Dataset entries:
==================================================
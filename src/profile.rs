//! Profile endpoints. Any authenticated account can manage its own profile;
//! admins can manage anyone's.

use std::sync::Arc;

use serde::Deserialize;
use serde_json::json;
use warp::{Rejection, Reply};

use crate::auth::{hash_password, AuthUser, Role};
use crate::error::{reject, ApiError};
use crate::store::is_unique_violation;
use crate::web::AppData;

fn ensure_self_or_admin(user: &AuthUser, user_id: i64) -> Result<(), Rejection> {
    if user.id == user_id || user.role == Role::Admin {
        Ok(())
    } else {
        Err(reject(ApiError::Forbidden("Access denied.".to_string())))
    }
}

pub async fn get_profile(
    user_id: i64,
    user: AuthUser,
    ad: Arc<AppData>,
) -> Result<impl Reply, Rejection> {
    ensure_self_or_admin(&user, user_id)?;
    let profile = ad
        .store
        .user_public(user_id)
        .map_err(reject)?
        .ok_or_else(|| reject(ApiError::NotFound("User not found".to_string())))?;
    Ok(warp::reply::json(&profile))
}

#[derive(Debug, Deserialize)]
pub struct ProfileUpdate {
    pub username: Option<String>,
    pub email: Option<String>,
}

pub async fn update_profile(
    user_id: i64,
    user: AuthUser,
    body: ProfileUpdate,
    ad: Arc<AppData>,
) -> Result<impl Reply, Rejection> {
    ensure_self_or_admin(&user, user_id)?;
    if let Some(email) = &body.email {
        if ad
            .store
            .email_taken_by_other(email, user_id)
            .map_err(reject)?
        {
            return Err(reject(ApiError::InvalidState(
                "Email is already in use by another account".to_string(),
            )));
        }
    }

    let updated = ad
        .store
        .update_profile(user_id, body.username.as_deref(), body.email.as_deref())
        .map_err(|err| {
            if is_unique_violation(&err) {
                reject(ApiError::InvalidState(
                    "Email is already in use by another account".to_string(),
                ))
            } else {
                reject(err)
            }
        })?
        .ok_or_else(|| reject(ApiError::NotFound("User not found".to_string())))?;

    Ok(warp::reply::json(&json!({
        "message": "User profile updated successfully",
        "user": updated,
    })))
}

#[derive(Debug, Deserialize)]
pub struct PasswordChange {
    pub new_password: Option<String>,
}

pub async fn change_password(
    user_id: i64,
    user: AuthUser,
    body: PasswordChange,
    ad: Arc<AppData>,
) -> Result<impl Reply, Rejection> {
    ensure_self_or_admin(&user, user_id)?;
    let new = body.new_password.filter(|p| !p.is_empty()).ok_or_else(|| {
        reject(ApiError::Validation("New password is required".to_string()))
    })?;

    if !ad
        .store
        .set_password(user_id, &hash_password(&new))
        .map_err(reject)?
    {
        return Err(reject(ApiError::NotFound("User not found".to_string())));
    }
    Ok(warp::reply::json(&json!({
        "message": "Password changed successfully",
    })))
}

#[cfg(test)]
mod tests {
    use super::*;

    fn caller(id: i64, role: Role) -> AuthUser {
        AuthUser {
            id,
            username: "who".to_string(),
            email: "who@campus.edu".to_string(),
            role,
        }
    }

    #[test]
    fn profiles_are_self_or_admin_only() {
        assert!(ensure_self_or_admin(&caller(7, Role::User), 7).is_ok());
        assert!(ensure_self_or_admin(&caller(1, Role::Admin), 7).is_ok());
        assert!(ensure_self_or_admin(&caller(8, Role::User), 7).is_err());
        assert!(ensure_self_or_admin(&caller(8, Role::Driver), 7).is_err());
    }
}
//! Get information about a HackRF board.
//!
//! This module contains the [`Info`] struct for accessing identity data from
//! the HackRF:
//!
//! - The MCU's [serial number][SerialNumber] with [Info::serial].
//! - The [board identifier][BoardId], with [Info::board_id].
//! - The firmware version string, with [Info::version_string].
//!
//! The general way to do this with a HackRF is:
//!
//! ```no_run
//! # use anyhow::Result;
//! # fn main() -> Result<()> {
//! use hackrf_ctrl::info::*;
//!
//! let hackrf = hackrf_ctrl::open_hackrf()?;
//! let info = hackrf.info();
//!
//! let serial: SerialNumber = info.serial()?;
//! let board_id: BoardId = info.board_id()?;
//! println!("{board_id}, firmware {}", info.version_string()?);
//! # Ok(())
//! # }
//! ```

use crate::{Error, HackRf, HackRfType, consts::ControlRequest};

/// The MCU serial number.
///
/// The Part ID identifies the exact LPC43xx part that was populated. See the
/// user manual for the exact decoding, but you're likely to find `0xa000cb3c`
/// for `part_id[0]`.
///
/// The "serial number" is referred to as the device unique ID in the user
/// manual for the LPC43x. It seems that only the last two 32-bit words are
/// nonzero, though this isn't guaranteed.
#[repr(C)]
#[derive(Clone, Copy, Debug, bytemuck::Zeroable, bytemuck::Pod)]
pub struct SerialNumber {
    /// LPC43xx part identification words.
    pub part_id: [u32; 2],
    /// Device unique ID words.
    pub serial_no: [u32; 4],
}

impl SerialNumber {
    fn le_convert(&mut self) {
        for x in self.part_id.iter_mut() {
            *x = x.to_le();
        }
        for x in self.serial_no.iter_mut() {
            *x = x.to_le();
        }
    }
}

impl std::fmt::Display for SerialNumber {
    fn fmt(&self, f: &mut std::fmt::Formatter<'_>) -> std::fmt::Result {
        let [a, b, c, d] = self.serial_no;
        write!(f, "{a:08x}{b:08x}{c:08x}{d:08x}")
    }
}

/// The physical board's identifier. These differentiate between board hardware
/// that's actually different.
#[derive(Clone, Copy, Debug)]
#[allow(missing_docs)]
pub enum BoardId {
    Jellybean,
    Jawbreaker,
    HackRf1Og,
    Rad1o,
    HackRf1R9,
    Unknown(u8),
}

impl std::fmt::Display for BoardId {
    fn fmt(&self, f: &mut std::fmt::Formatter<'_>) -> std::fmt::Result {
        match self {
            Self::Jellybean => f.write_str("Jellybean"),
            Self::Jawbreaker => f.write_str("Jawbreaker"),
            Self::HackRf1Og => f.write_str("HackRF One"),
            Self::Rad1o => f.write_str("rad1o"),
            Self::HackRf1R9 => f.write_str("HackRF One Rev9"),
            Self::Unknown(v) => write!(f, "Unknown (0x{:x})", v),
        }
    }
}

impl BoardId {
    fn from_u8(v: u8) -> Self {
        use BoardId::*;
        match v {
            0 => Jellybean,
            1 => Jawbreaker,
            2 => HackRf1Og,
            3 => Rad1o,
            4 => HackRf1R9,
            v => Unknown(v),
        }
    }
}

/// Info-gathering operations for the HackRF.
///
/// Borrows the session while doing operations.
pub struct Info<'a> {
    inner: &'a HackRf,
}

impl<'a> Info<'a> {
    pub(crate) fn new(inner: &'a HackRf) -> Info<'a> {
        Self { inner }
    }

    /// Get the device's implemented API version, as a binary-coded decimal
    /// (BCD) value.
    pub fn api_version(&self) -> u16 {
        self.inner.version
    }

    /// Get the [type][HackRfType] of HackRF radio.
    pub fn radio_type(&self) -> HackRfType {
        self.inner.ty
    }

    /// Get the [board hardware ID][BoardId].
    pub fn board_id(&self) -> Result<BoardId, Error> {
        let ret = self.inner.read_u8(ControlRequest::BoardIdRead, 0)?;
        Ok(BoardId::from_u8(ret))
    }

    /// Get the firmware version as a string.
    pub fn version_string(&self) -> Result<String, Error> {
        let resp = self.inner.read_bytes(ControlRequest::VersionStringRead, 255)?;
        String::from_utf8(resp).map_err(|_| Error::ReturnData)
    }

    /// Get the MCU's serial numbers.
    ///
    /// In the LP43xx documentation, this refers to the device unique ID and
    /// the part identification number.
    pub fn serial(&self) -> Result<SerialNumber, Error> {
        let mut v: SerialNumber = self
            .inner
            .read_struct(ControlRequest::BoardPartidSerialnoRead)?;
        v.le_convert();
        Ok(v)
    }
}

#[cfg(test)]
mod tests {
    use super::*;

    #[test]
    fn board_id_decode() {
        assert_eq!(BoardId::from_u8(2).to_string(), "HackRF One");
        assert_eq!(BoardId::from_u8(4).to_string(), "HackRF One Rev9");
        assert_eq!(BoardId::from_u8(0x77).to_string(), "Unknown (0x77)");
    }

    #[test]
    fn serial_formats_as_hex() {
        let sn = SerialNumber {
            part_id: [0xa000cb3c, 0],
            serial_no: [0, 0, 0xa06063c8, 0x234e925f],
        };
        assert_eq!(sn.to_string(), "0000000000000000a06063c8234e925f");
    }
}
==================================================
◆ **Action item**
Among the lines of these entries, find those that contain "resp". Give their number and nothing else.

◆ **Task result**
2